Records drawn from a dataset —
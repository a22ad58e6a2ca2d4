use super::filters::blur;
use super::options::PyramidOptions;
use crate::image::{ImageF32, ImageView, ImageViewMut};
use log::debug;

#[derive(Clone, Debug, Default)]
pub struct Pyramid {
    pub levels: Vec<ImageF32>,
}

impl Pyramid {
    /// Build a pyramid from a float image. The depth is clamped by
    /// `options.min_size`, so coarse levels never collapse to a few pixels.
    pub fn build_f32(image: ImageF32, options: PyramidOptions) -> Self {
        let depth = options.effective_levels(image.w, image.h);
        Self::build_to_depth(image, depth, &options)
    }

    /// Pyramids of a fixed/moving pair with the same number of levels, limited
    /// by the smaller of the two images.
    pub fn build_pair(fixed: ImageF32, moving: ImageF32, options: PyramidOptions) -> (Self, Self) {
        let depth = options
            .effective_levels(fixed.w, fixed.h)
            .min(options.effective_levels(moving.w, moving.h));
        debug!(
            "pyramid pair: {depth} levels for fixed {}x{} / moving {}x{}",
            fixed.w, fixed.h, moving.w, moving.h
        );
        (
            Self::build_to_depth(fixed, depth, &options),
            Self::build_to_depth(moving, depth, &options),
        )
    }

    fn build_to_depth(image: ImageF32, depth: usize, options: &PyramidOptions) -> Self {
        let mut levels = Vec::with_capacity(depth.max(1));
        levels.push(image);
        for lvl in 1..depth {
            let prev = &levels[lvl - 1];
            let next = if lvl <= options.blur_levels {
                decimate(&blur(prev, &options.filter))
            } else {
                decimate(prev)
            };
            levels.push(next);
        }
        Self { levels }
    }

    pub fn len(&self) -> usize {
        self.levels.len()
    }

    pub fn is_empty(&self) -> bool {
        self.levels.is_empty()
    }

    /// Scale factor mapping level-0 coordinates to `index` coordinates.
    pub fn scale_for_index(&self, index: usize) -> f64 {
        1.0 / (1u64 << index.min(63)) as f64
    }
}

/// Keep every second sample in both directions; odd sizes round up.
fn decimate(src: &ImageF32) -> ImageF32 {
    let mut dst = ImageF32::new(src.w.div_ceil(2), src.h.div_ceil(2));
    for y in 0..dst.h {
        let src_row = src.row(2 * y);
        for (x, px) in dst.row_mut(y).iter_mut().enumerate() {
            *px = src_row[2 * x];
        }
    }
    dst
}

#[cfg(test)]
mod tests {
    use super::*;

    #[test]
    fn levels_halve_dimensions_rounding_up() {
        let img = ImageF32::filled(33, 20, 1.0);
        let pyr = Pyramid::build_f32(img, PyramidOptions::new(3).with_min_size(4));
        let dims: Vec<_> = pyr.levels.iter().map(|l| (l.w, l.h)).collect();
        assert_eq!(dims, vec![(33, 20), (17, 10), (9, 5)]);
        assert!(pyr.levels[2].data.iter().all(|&v| (v - 1.0).abs() < 1e-5));
    }

    #[test]
    fn min_size_limits_depth() {
        let img = ImageF32::new(20, 20);
        let pyr = Pyramid::build_f32(img, PyramidOptions::new(6).with_min_size(8));
        assert_eq!(pyr.len(), 2, "20 -> 10 allowed, 10 -> 5 rejected");
        assert_eq!(pyr.scale_for_index(1), 0.5);
    }

    #[test]
    fn pair_depth_follows_smaller_image() {
        let fixed = ImageF32::new(64, 64);
        let moving = ImageF32::new(20, 20);
        let (f, m) = Pyramid::build_pair(fixed, moving, PyramidOptions::new(4));
        assert_eq!(f.len(), 2);
        assert_eq!(m.len(), 2);
        assert_eq!((f.levels[1].w, m.levels[1].w), (32, 10));
    }
}
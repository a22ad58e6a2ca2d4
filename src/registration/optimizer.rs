//! Regular-step gradient descent.
//!
//! The optimizer moves a fixed step length along the normalised scaled
//! gradient and shrinks the step every time the gradient direction flips,
//! the classic behaviour of intensity-based registration frameworks. The
//! gradient is estimated by central finite differences, so any cost function
//! that may be undefined (`None`) at some positions can be minimised.

use super::options::OptimizerOptions;
use log::debug;
use nalgebra::DVector;
use serde::Serialize;

#[derive(Clone, Copy, Debug, PartialEq, Eq, Serialize)]
#[serde(rename_all = "camelCase")]
pub enum StopReason {
    /// The step shrank below `min_step`.
    StepTooSmall,
    /// The scaled gradient magnitude dropped below `gradient_tolerance`.
    GradientTolerance,
    MaxIterations,
    /// The cost could not be evaluated around the current position.
    UndefinedCost,
}

#[derive(Clone, Debug)]
pub struct OptimizerOutcome {
    pub position: DVector<f64>,
    /// Cost at `position`; `None` only when the start itself is undefined.
    pub value: Option<f64>,
    pub iterations: usize,
    pub stop_reason: StopReason,
    pub final_step: f64,
}

#[derive(Clone, Debug, Default)]
pub struct RegularStepGradientDescent {
    options: OptimizerOptions,
}

impl RegularStepGradientDescent {
    pub fn new(options: OptimizerOptions) -> Self {
        Self { options }
    }

    fn scale(&self, i: usize) -> f64 {
        self.options
            .scales
            .get(i)
            .copied()
            .filter(|s| *s > 0.0)
            .unwrap_or(1.0)
    }

    fn gradient<F>(&self, cost: &mut F, x: &DVector<f64>) -> Option<DVector<f64>>
    where
        F: FnMut(&DVector<f64>) -> Option<f64>,
    {
        let mut grad = DVector::zeros(x.len());
        let mut probe = x.clone();
        for i in 0..x.len() {
            let h = self.options.finite_difference / self.scale(i);
            probe[i] = x[i] + h;
            let plus = cost(&probe)?;
            probe[i] = x[i] - h;
            let minus = cost(&probe)?;
            probe[i] = x[i];
            grad[i] = (plus - minus) / (2.0 * h);
        }
        Some(grad)
    }

    /// Minimise `cost` starting from `x0`.
    pub fn minimize<F>(&self, mut cost: F, x0: &DVector<f64>) -> OptimizerOutcome
    where
        F: FnMut(&DVector<f64>) -> Option<f64>,
    {
        let opts = &self.options;
        let mut x = x0.clone();
        let mut step = opts.learning_rate;
        let Some(mut value) = cost(&x) else {
            return OptimizerOutcome {
                position: x,
                value: None,
                iterations: 0,
                stop_reason: StopReason::UndefinedCost,
                final_step: step,
            };
        };

        let mut previous: Option<DVector<f64>> = None;
        let mut stop_reason = StopReason::MaxIterations;
        let mut iterations = 0;
        while iterations < opts.max_iterations {
            iterations += 1;
            let Some(grad) = self.gradient(&mut cost, &x) else {
                stop_reason = StopReason::UndefinedCost;
                break;
            };
            let scaled = DVector::from_fn(x.len(), |i, _| grad[i] / self.scale(i));
            let norm = scaled.norm();
            if !norm.is_finite() || norm < opts.gradient_tolerance {
                stop_reason = StopReason::GradientTolerance;
                break;
            }
            let direction = scaled / norm;
            if previous.as_ref().is_some_and(|p| p.dot(&direction) < 0.0) {
                step *= opts.relaxation_factor;
            }
            if step < opts.min_step {
                stop_reason = StopReason::StepTooSmall;
                break;
            }
            let candidate = DVector::from_fn(x.len(), |i, _| {
                x[i] - step * direction[i] / self.scale(i)
            });
            match cost(&candidate) {
                Some(v) => {
                    x = candidate;
                    value = v;
                    previous = Some(direction);
                }
                // Stepped out of the defined region: shorten and retry.
                None => step *= opts.relaxation_factor,
            }
        }
        debug!(
            "gradient descent: {iterations} iterations, value={value:.6}, step={step:.4}, stop={stop_reason:?}"
        );
        OptimizerOutcome {
            position: x,
            value: Some(value),
            iterations,
            stop_reason,
            final_step: step,
        }
    }
}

Exercise directions —
Taking the entries above, print exactly the lines starting at the line with "any cost function" and ending at the line with "#[derive(Clone, Debug)]", both included.

Answer to this problem —
//! gradient is estimated by central finite differences, so any cost function
//! that may be undefined (`None`) at some positions can be minimised.

use super::options::OptimizerOptions;
use log::debug;
use nalgebra::DVector;
use serde::Serialize;

#[derive(Clone, Copy, Debug, PartialEq, Eq, Serialize)]
#[serde(rename_all = "camelCase")]
pub enum StopReason {
    /// The step shrank below `min_step`.
    StepTooSmall,
    /// The scaled gradient magnitude dropped below `gradient_tolerance`.
    GradientTolerance,
    MaxIterations,
    /// The cost could not be evaluated around the current position.
    UndefinedCost,
}

#[derive(Clone, Debug)]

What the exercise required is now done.